8.12.218 Freundschaftsturnier in Geretsried

Zu einem richtig begeisternden Event geriet das U9-Nikolausturnier im heimischen Heinz-Schneider-Eisstadion. Perfekt organisiert von Teamleiter Markus Gregor und Dank der zahlreichen fleißigen Helfer an seiner Seite lief der eng getaktete Vormittag wie am Schnürchen. Dabei stand die Veranstaltung zunächst unter keinen guten Vorzeichen: Erst war die Wetterprognose ziemlich katastrophal, dann fiel auch noch die Heizung im Stadion aus. Der Wettergott hatte allerdings ein Einsehen und belohnte die U9-Verantwortlichen für ihre Mammutaufgabe mit besten Bedingungen. Und die fehlende Kabinenheizung wurde mit kurzfristig organisierten Heizlüftern kompensiert, da war er zudem diesmal ganz günstig, das es in den Umkleiden recht eng zuging. Sieben Teams mit rund 140 Nachwuchsspielern waren angereist, mehr wäre aufgrund der begrenzten Kapazitäten im Stadion auch nicht denkbar gewesen, und lieferten sich 20 hochklassige Spiele, die zum allergrößten Teil sehr spannend verliefen und mit ganz engen Ergebnissen endeten. Neben den befreundeten Mannschaften aus Bad Tölz, Miesbach, Peißenberg, Peiting und Reichersbeuern schafften es die Hausherren, gleich zwei Vertretungen mit vollen vier Blöcken an den Start zu schicken. Beide Geretsrieder Team präsentierten sich stark und zeigten zahlreiche gute Aktionen. Von den erfahreneren Kindern in der roten Reihe bis zu den Newcomern im blauen Block bewiesen alle Akteure bei den kleinen River Rats, dass sich das intensive Training und die viele mittlerweile gesammelte Spielpraxis bezahlt macht. Schlittschuhläuferisch und an der Scheibe hat man seit Beginn der Saison enorm aufgeholt, schön langsam etabliert sich jetzt auch das Passspiel und das Auge für den Mitspieler immer besser. Da macht es dann auch nicht viel, wenn der Torabschluss noch nicht immer sitzt, die Ergebnisse sollten ja bewusst nicht im Vordergrund stehen. Über weite Strecken war es einfach schön anzusehen, wie gut die beiden U9-Besetzungen den Puck laufen ließen. Was hier in Geretsried an Potenzial vorhanden ist, ist wirklich enorm. Da darf man sich schon jetzt auf die kommenden Jahre freuen - erst recht, wenn man mit der kommenden Stadionüberdachung dann auch vergleichbare Trainingsbedingungen haben wird.
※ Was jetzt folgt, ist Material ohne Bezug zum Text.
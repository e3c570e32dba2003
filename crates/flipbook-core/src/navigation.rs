//! Page navigation state machine
//!
//! Owns the current page and at most one in-flight flip. Side effects of a
//! flip (rendering, the transition cue, the completion timer) belong to the
//! caller: `request` reports what started and `complete_flip` is called
//! once the timer fires.

use crate::types::*;

/// Direction of a page flip
#[derive(Debug, Clone, Copy, PartialEq, Eq)]
#[cfg_attr(feature = "serde", derive(serde::Serialize, serde::Deserialize))]
pub enum FlipDirection {
    Forward,
    Backward,
}

#[derive(Debug, Clone, Copy, PartialEq, Eq)]
pub enum NavState {
    Idle,
    Flipping {
        direction: FlipDirection,
        target: usize,
    },
}

/// A flip that has just started
#[derive(Debug, Clone, Copy, PartialEq, Eq)]
pub struct Flip {
    pub from: usize,
    pub target: usize,
    pub direction: FlipDirection,
}

/// Why a navigation request was dropped
#[derive(Debug, Clone, Copy, PartialEq, Eq)]
pub enum IgnoreReason {
    SamePage,
    OutOfRange,
    FlipInProgress,
}

#[derive(Debug, Clone, Copy, PartialEq, Eq)]
pub enum NavOutcome {
    Started(Flip),
    Ignored(IgnoreReason),
}

impl NavOutcome {
    pub fn started(self) -> Option<Flip> {
        match self {
            NavOutcome::Started(flip) => Some(flip),
            NavOutcome::Ignored(_) => None,
        }
    }
}

#[derive(Debug, Clone)]
pub struct Navigator {
    current: usize,
    total: usize,
    state: NavState,
    drag_progress: f32,
}

impl Navigator {
    /// Start on page 1 of a document with `total` pages
    pub fn new(total: usize) -> Result<Self> {
        if total == 0 {
            return Err(FlipbookError::InvalidDocument(
                "Document has no pages".to_string(),
            ));
        }

        Ok(Self {
            current: 1,
            total,
            state: NavState::Idle,
            drag_progress: 0.0,
        })
    }

    pub fn current(&self) -> usize {
        self.current
    }

    pub fn total(&self) -> usize {
        self.total
    }

    pub fn state(&self) -> NavState {
        self.state
    }

    pub fn is_flipping(&self) -> bool {
        matches!(self.state, NavState::Flipping { .. })
    }

    /// Page being flipped to, if any
    pub fn target(&self) -> Option<usize> {
        match self.state {
            NavState::Flipping { target, .. } => Some(target),
            NavState::Idle => None,
        }
    }

    pub fn drag_progress(&self) -> f32 {
        self.drag_progress
    }

    pub fn set_drag_progress(&mut self, progress: f32) {
        self.drag_progress = if progress.is_nan() {
            0.0
        } else {
            progress.clamp(-1.0, 1.0)
        };
    }

    pub fn can_go_back(&self) -> bool {
        self.current > 1
    }

    pub fn can_go_forward(&self) -> bool {
        self.current < self.total
    }

    pub fn request(&mut self, target: usize) -> NavOutcome {
        if self.is_flipping() {
            return NavOutcome::Ignored(IgnoreReason::FlipInProgress);
        }
        if target == self.current {
            return NavOutcome::Ignored(IgnoreReason::SamePage);
        }
        if target < 1 || target > self.total {
            return NavOutcome::Ignored(IgnoreReason::OutOfRange);
        }

        let direction = if target > self.current {
            FlipDirection::Forward
        } else {
            FlipDirection::Backward
        };
        self.state = NavState::Flipping { direction, target };

        NavOutcome::Started(Flip {
            from: self.current,
            target,
            direction,
        })
    }

    pub fn next(&mut self) -> NavOutcome {
        self.request(self.current + 1)
    }

    pub fn previous(&mut self) -> NavOutcome {
        // Page 0 is out of range, so this is rejected on page 1
        self.request(self.current - 1)
    }

    pub fn first(&mut self) -> NavOutcome {
        self.request(1)
    }

    pub fn last(&mut self) -> NavOutcome {
        self.request(self.total)
    }

    /// Finish the in-flight flip. Returns the new current page, or `None`
    /// when no flip was in progress.
    pub fn complete_flip(&mut self) -> Option<usize> {
        match self.state {
            NavState::Flipping { target, .. } => {
                self.current = target;
                self.state = NavState::Idle;
                self.drag_progress = 0.0;
                Some(target)
            }
            NavState::Idle => None,
        }
    }
}
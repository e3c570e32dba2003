use flipbook_core::*;
use flipbook_render::*;
use image::{Rgba, RgbaImage};
use std::sync::Arc;
use std::sync::atomic::{AtomicUsize, Ordering};

/// Backend that understands `%PDF-fake pages=N` and paints each page a flat colour
#[derive(Default)]
struct FakeBackend {
    rasterized: AtomicUsize,
    broken_page: Option<usize>,
}

impl FakeBackend {
    fn parse(data: &[u8]) -> Result<usize> {
        let text = std::str::from_utf8(data)
            .map_err(|_| FlipbookError::InvalidDocument("not utf-8".to_string()))?;
        text.strip_prefix("%PDF-fake pages=")
            .and_then(|n| n.trim().parse().ok())
            .ok_or_else(|| FlipbookError::InvalidDocument("not a fake pdf".to_string()))
    }
}

impl RenderBackend for FakeBackend {
    fn name(&self) -> &'static str {
        "fake"
    }

    fn page_count(&self, data: &[u8]) -> Result<usize> {
        Self::parse(data)
    }

    fn rasterize(&self, data: &[u8], page: usize, scale: f32) -> Result<RgbaImage> {
        Self::parse(data)?;
        if self.broken_page == Some(page) {
            return Err(FlipbookError::render(page, "corrupt content stream"));
        }
        self.rasterized.fetch_add(1, Ordering::SeqCst);
        let width = (100.0 * scale).round() as u32;
        let height = (140.0 * scale).round() as u32;
        Ok(RgbaImage::from_pixel(
            width,
            height,
            Rgba([(page * 20) as u8, 80, 160, 255]),
        ))
    }
}

fn fake_pdf(pages: usize) -> Vec<u8> {
    format!("%PDF-fake pages={}", pages).into_bytes()
}

async fn open(pages: usize, backend: Arc<dyn RenderBackend>) -> DocumentHandle {
    open_bytes("sample".to_string(), fake_pdf(pages), backend)
        .await
        .unwrap()
}

#[tokio::test]
async fn test_open_bytes_counts_pages() {
    let handle = open(7, Arc::new(FakeBackend::default())).await;
    assert_eq!(handle.page_count, 7);
    assert_eq!(handle.name, "sample");
    assert_eq!(handle.display_title(), "sample");
    assert!(handle.contains(1));
    assert!(handle.contains(7));
    assert!(!handle.contains(0));
    assert!(!handle.contains(8));
}

#[tokio::test]
async fn test_handles_get_distinct_ids() {
    let backend: Arc<dyn RenderBackend> = Arc::new(FakeBackend::default());
    let a = open(1, backend.clone()).await;
    let b = open(1, backend).await;
    assert_ne!(a.id, b.id);
}

#[tokio::test]
async fn test_non_pdf_is_invalid() {
    let result = open_bytes(
        "page.html".to_string(),
        b"<html></html>".to_vec(),
        Arc::new(FakeBackend::default()),
    )
    .await;
    assert!(matches!(result, Err(FlipbookError::InvalidDocument(_))));
}

#[tokio::test]
async fn test_unparseable_is_invalid() {
    let result = open_bytes(
        "broken.pdf".to_string(),
        b"%PDF-1.7 garbage".to_vec(),
        Arc::new(FakeBackend::default()),
    )
    .await;
    assert!(matches!(result, Err(FlipbookError::InvalidDocument(_))));
}

#[tokio::test]
async fn test_zero_pages_is_invalid() {
    let result = open_bytes(
        "empty.pdf".to_string(),
        fake_pdf(0),
        Arc::new(FakeBackend::default()),
    )
    .await;
    match result {
        Err(FlipbookError::InvalidDocument(msg)) => assert!(msg.contains("no pages")),
        other => panic!("expected InvalidDocument, got {:?}", other.map(|h| h.page_count)),
    }
}

#[tokio::test]
async fn test_load_from_path() {
    let dir = tempfile::tempdir().unwrap();
    let path = dir.path().join("Quarterly Report.pdf");
    tokio::fs::write(&path, fake_pdf(3)).await.unwrap();

    let handle = load_document(
        DocumentSource::Path(path),
        Arc::new(FakeBackend::default()),
    )
    .await
    .unwrap();
    assert_eq!(handle.name, "Quarterly Report");
    assert_eq!(handle.page_count, 3);
}

#[tokio::test]
async fn test_load_missing_path_is_invalid() {
    let result = load_document(
        DocumentSource::Path("/definitely/not/here.pdf".into()),
        Arc::new(FakeBackend::default()),
    )
    .await;
    assert!(matches!(result, Err(FlipbookError::InvalidDocument(_))));
}

#[tokio::test]
async fn test_load_from_bytes() {
    let handle = load_document(
        DocumentSource::Bytes {
            name: "upload.pdf".to_string(),
            data: fake_pdf(2),
        },
        Arc::new(FakeBackend::default()),
    )
    .await
    .unwrap();
    assert_eq!(handle.name, "upload");
}

#[tokio::test]
async fn test_render_page_encodes_jpeg() {
    let handle = open(3, Arc::new(FakeBackend::default())).await;
    let renderer = Renderer::new(Arc::new(FakeBackend::default()));

    let image = renderer.render(&handle, 2, RenderPreset::View).await.unwrap();
    assert_eq!(image.page, 2);
    assert_eq!(image.format, ImageFormat::Jpeg);
    assert_eq!(image.scale, DEFAULT_VIEW_SCALE);
    assert_eq!((image.width, image.height), (150, 210));
    assert_eq!(&image.data[..2], &[0xFF, 0xD8]);
}

#[tokio::test]
async fn test_thumbnails_are_smaller() {
    let backend: Arc<dyn RenderBackend> = Arc::new(FakeBackend::default());
    let handle = open(3, backend.clone()).await;
    let renderer = Renderer::new(backend);

    let view = renderer.render(&handle, 1, RenderPreset::View).await.unwrap();
    let thumb = renderer
        .render(&handle, 1, RenderPreset::Thumbnail)
        .await
        .unwrap();
    assert!(thumb.width < view.width);
    assert!(thumb.height < view.height);
    assert_eq!((thumb.width, thumb.height), (30, 42));
}

#[tokio::test]
async fn test_render_is_deterministic() {
    let backend: Arc<dyn RenderBackend> = Arc::new(FakeBackend::default());
    let handle = open(4, backend.clone()).await;
    let renderer = Renderer::new(backend);

    let first = renderer.render_page(&handle, 3, 0.5).unwrap();
    let second = renderer.render_page(&handle, 3, 0.5).unwrap();
    assert_eq!(first, second);
}

#[tokio::test]
async fn test_out_of_range_is_render_failure() {
    let backend = Arc::new(FakeBackend::default());
    let handle = open(2, backend.clone()).await;
    let renderer = Renderer::new(backend.clone());

    for page in [0, 3, 100] {
        match renderer.render_page(&handle, page, 1.0) {
            Err(FlipbookError::RenderFailure { page: failed, .. }) => assert_eq!(failed, page),
            other => panic!("expected RenderFailure, got {:?}", other.map(|i| i.page)),
        }
    }
    // The backend was never asked
    assert_eq!(backend.rasterized.load(Ordering::SeqCst), 0);
}

#[tokio::test]
async fn test_backend_fault_is_render_failure() {
    let backend = Arc::new(FakeBackend {
        broken_page: Some(2),
        ..Default::default()
    });
    let handle = open(3, backend.clone()).await;
    let renderer = Renderer::new(backend);

    assert!(renderer.render_page(&handle, 1, 1.0).is_ok());
    assert!(matches!(
        renderer.render_page(&handle, 2, 1.0),
        Err(FlipbookError::RenderFailure { page: 2, .. })
    ));
}

#[tokio::test]
async fn test_settings_from_options() {
    let mut options = ViewerOptions::default();
    options.view_scale = 2.0;
    options.jpeg_quality = 40;
    let settings = RenderSettings::from(&options);
    assert_eq!(settings.view_scale, 2.0);
    assert_eq!(settings.quality, 40);

    let backend: Arc<dyn RenderBackend> = Arc::new(FakeBackend::default());
    let handle = open(1, backend.clone()).await;
    let renderer = Renderer::with_settings(backend, settings);
    assert_eq!(renderer.scale_for(RenderPreset::View), 2.0);

    let image = renderer.render(&handle, 1, RenderPreset::View).await.unwrap();
    assert_eq!((image.width, image.height), (200, 280));
}
//! Parsing for `--script` steps and `--pages` ranges

use anyhow::{Context, Result, anyhow, bail};
use flipbook_core::Key;
use flipbook_runtime::ViewerCommand;
use std::ops::RangeInclusive;
use std::str::FromStr;
use std::time::Duration;

/// One step of a scripted viewing session
#[derive(Debug, Clone, PartialEq)]
pub enum Step {
    Next,
    Previous,
    First,
    Last,
    GoTo(usize),
    /// Press at 0, drag to `dx`, release
    Drag(f32),
    Key(Key),
    Thumbnails,
    Wait(Duration),
}

impl Step {
    pub fn commands(&self) -> Vec<ViewerCommand> {
        match self {
            Step::Next => vec![ViewerCommand::Next],
            Step::Previous => vec![ViewerCommand::Previous],
            Step::First => vec![ViewerCommand::First],
            Step::Last => vec![ViewerCommand::Last],
            Step::GoTo(page) => vec![ViewerCommand::GoTo { page: *page }],
            Step::Drag(dx) => vec![
                ViewerCommand::PointerDown { x: 0.0 },
                ViewerCommand::PointerMove { x: *dx },
                ViewerCommand::PointerUp { x: *dx },
            ],
            Step::Key(key) => vec![ViewerCommand::Key { key: *key }],
            Step::Thumbnails => vec![ViewerCommand::RequestThumbnails { pages: None }],
            Step::Wait(_) => Vec::new(),
        }
    }
}

impl FromStr for Step {
    type Err = anyhow::Error;

    fn from_str(s: &str) -> Result<Self> {
        let s = s.trim();
        let (name, arg) = match s.split_once(':') {
            Some((name, arg)) => (name.trim(), Some(arg.trim())),
            None => (s, None),
        };

        let step = match (name.to_ascii_lowercase().as_str(), arg) {
            ("next", None) => Step::Next,
            ("prev" | "previous", None) => Step::Previous,
            ("first", None) => Step::First,
            ("last", None) => Step::Last,
            ("thumbs" | "thumbnails", None) => Step::Thumbnails,
            ("goto", Some(page)) => Step::GoTo(
                page.parse()
                    .with_context(|| format!("Invalid page '{}' in '{}'", page, s))?,
            ),
            ("drag", Some(dx)) => {
                let dx: f32 = dx
                    .parse()
                    .with_context(|| format!("Invalid drag distance '{}' in '{}'", dx, s))?;
                if !dx.is_finite() {
                    bail!("Drag distance must be finite in '{}'", s);
                }
                Step::Drag(dx)
            }
            ("key", Some(key)) => Step::Key(parse_key(key)?),
            ("wait", Some(ms)) => Step::Wait(Duration::from_millis(
                ms.parse()
                    .with_context(|| format!("Invalid wait '{}' in '{}'", ms, s))?,
            )),
            _ => bail!("Unknown script step '{}'", s),
        };
        Ok(step)
    }
}

fn parse_key(name: &str) -> Result<Key> {
    let key = match name.to_ascii_lowercase().as_str() {
        "left" => Key::Left,
        "right" => Key::Right,
        "home" => Key::Home,
        "end" => Key::End,
        "escape" | "esc" => Key::Escape,
        "plus" | "+" => Key::Plus,
        "minus" | "-" => Key::Minus,
        "f" => Key::F,
        other => bail!("Unknown key '{}'", other),
    };
    Ok(key)
}

/// Parse a comma separated script like `next,goto:5,drag:-80`
pub fn parse_script(script: &str) -> Result<Vec<Step>> {
    script
        .split(',')
        .filter(|step| !step.trim().is_empty())
        .map(str::parse)
        .collect()
}

/// Parse `n` or `a-b` (1-indexed, inclusive) and check it against `total`
pub fn parse_page_range(text: &str, total: usize) -> Result<RangeInclusive<usize>> {
    let text = text.trim();
    let (start, end) = match text.split_once('-') {
        Some((start, end)) => (start.trim(), end.trim()),
        None => (text, text),
    };

    let start: usize = start
        .parse()
        .map_err(|_| anyhow!("Invalid page range '{}'", text))?;
    let end: usize = end
        .parse()
        .map_err(|_| anyhow!("Invalid page range '{}'", text))?;

    if start == 0 || start > end {
        bail!("Invalid page range '{}'", text);
    }
    if end > total {
        bail!(
            "Page range '{}' is outside the document (1-{})",
            text,
            total
        );
    }
    Ok(start..=end)
}
use flipbook_core::*;

#[test]
fn test_parse_stored_link() {
    let link = ShareLink::parse("#/flipbook/abc123").unwrap();
    assert_eq!(
        link,
        ShareLink::Stored {
            id: "abc123".to_string()
        }
    );
    assert!(link.source().is_none());
}

#[test]
fn test_parse_without_hash() {
    let link = ShareLink::parse("/flipbook/xyz/").unwrap();
    assert_eq!(
        link,
        ShareLink::Stored {
            id: "xyz".to_string()
        }
    );
}

#[test]
fn test_parse_remote_link() {
    let link = ShareLink::parse(
        "#/view?pdf=https%3A%2F%2Fexample.com%2Fdocs%2Fguide.pdf&title=User%20Guide",
    )
    .unwrap();

    assert_eq!(
        link,
        ShareLink::Remote {
            pdf_url: "https://example.com/docs/guide.pdf".to_string(),
            title: Some("User Guide".to_string()),
        }
    );
    assert_eq!(link.title(), Some("User Guide"));
    assert_eq!(
        link.source(),
        Some(DocumentSource::Url(
            "https://example.com/docs/guide.pdf".to_string()
        ))
    );
}

#[test]
fn test_parse_remote_plus_as_space_and_no_title() {
    let link = ShareLink::parse("#/view?title=Annual+Report&pdf=https://x.org/a.pdf").unwrap();
    assert_eq!(link.title(), Some("Annual Report"));

    let link = ShareLink::parse("#/view?pdf=https://x.org/a.pdf").unwrap();
    assert_eq!(link.title(), None);
}

#[test]
fn test_invalid_links() {
    for fragment in [
        "",
        "#",
        "#/flipbook/",
        "#/flipbook/a/b",
        "#/view",
        "#/view?title=Only",
        "#/view?pdf=",
        "#/settings",
    ] {
        assert!(
            matches!(ShareLink::parse(fragment), Err(FlipbookError::InvalidLink(_))),
            "'{}' should be rejected",
            fragment
        );
    }
}

#[test]
fn test_fragment_encoding() {
    let link = ShareLink::Remote {
        pdf_url: "https://host/my file.pdf?raw=1".to_string(),
        title: Some("Q&A".to_string()),
    };
    let fragment = link.to_fragment();
    assert_eq!(
        fragment,
        "#/view?pdf=https%3A%2F%2Fhost%2Fmy%20file.pdf%3Fraw%3D1&title=Q%26A"
    );
    assert_eq!(ShareLink::parse(&fragment).unwrap(), link);
}

#[test]
fn test_viewer_url_replaces_fragment() {
    let link = ShareLink::Stored {
        id: "42".to_string(),
    };
    assert_eq!(
        link.viewer_url("https://viewer.example/#/old"),
        "https://viewer.example/#/flipbook/42"
    );
}

#[test]
fn test_link_from_record() {
    let record = FlipbookRecord::new("Brochure", 12);
    let link = ShareLink::from(&record);
    assert_eq!(link.to_fragment(), format!("#/flipbook/{}", record.id));
}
Am Ende eines aufregenden und anstrengenden Turniers verzichtete man bewusst darauf, Platzierungen zu ermittlen. Vielmehr gab es für alle Spieler Medaillen, schließlich waren – wie Rats-Trainer Matthias Wirag es treffend formulierte – alle Beteiligten die Sieger der Veranstaltung. Folgerichtig drehten alle 14 Nachwuchscracks zu den Klängen von „We Are the Champions“ noch einige Ehrenrunden und ließen sich für ihre tollen Leistungen von den Anhängern gebührend feiern, ehe es in die Kabinen ging.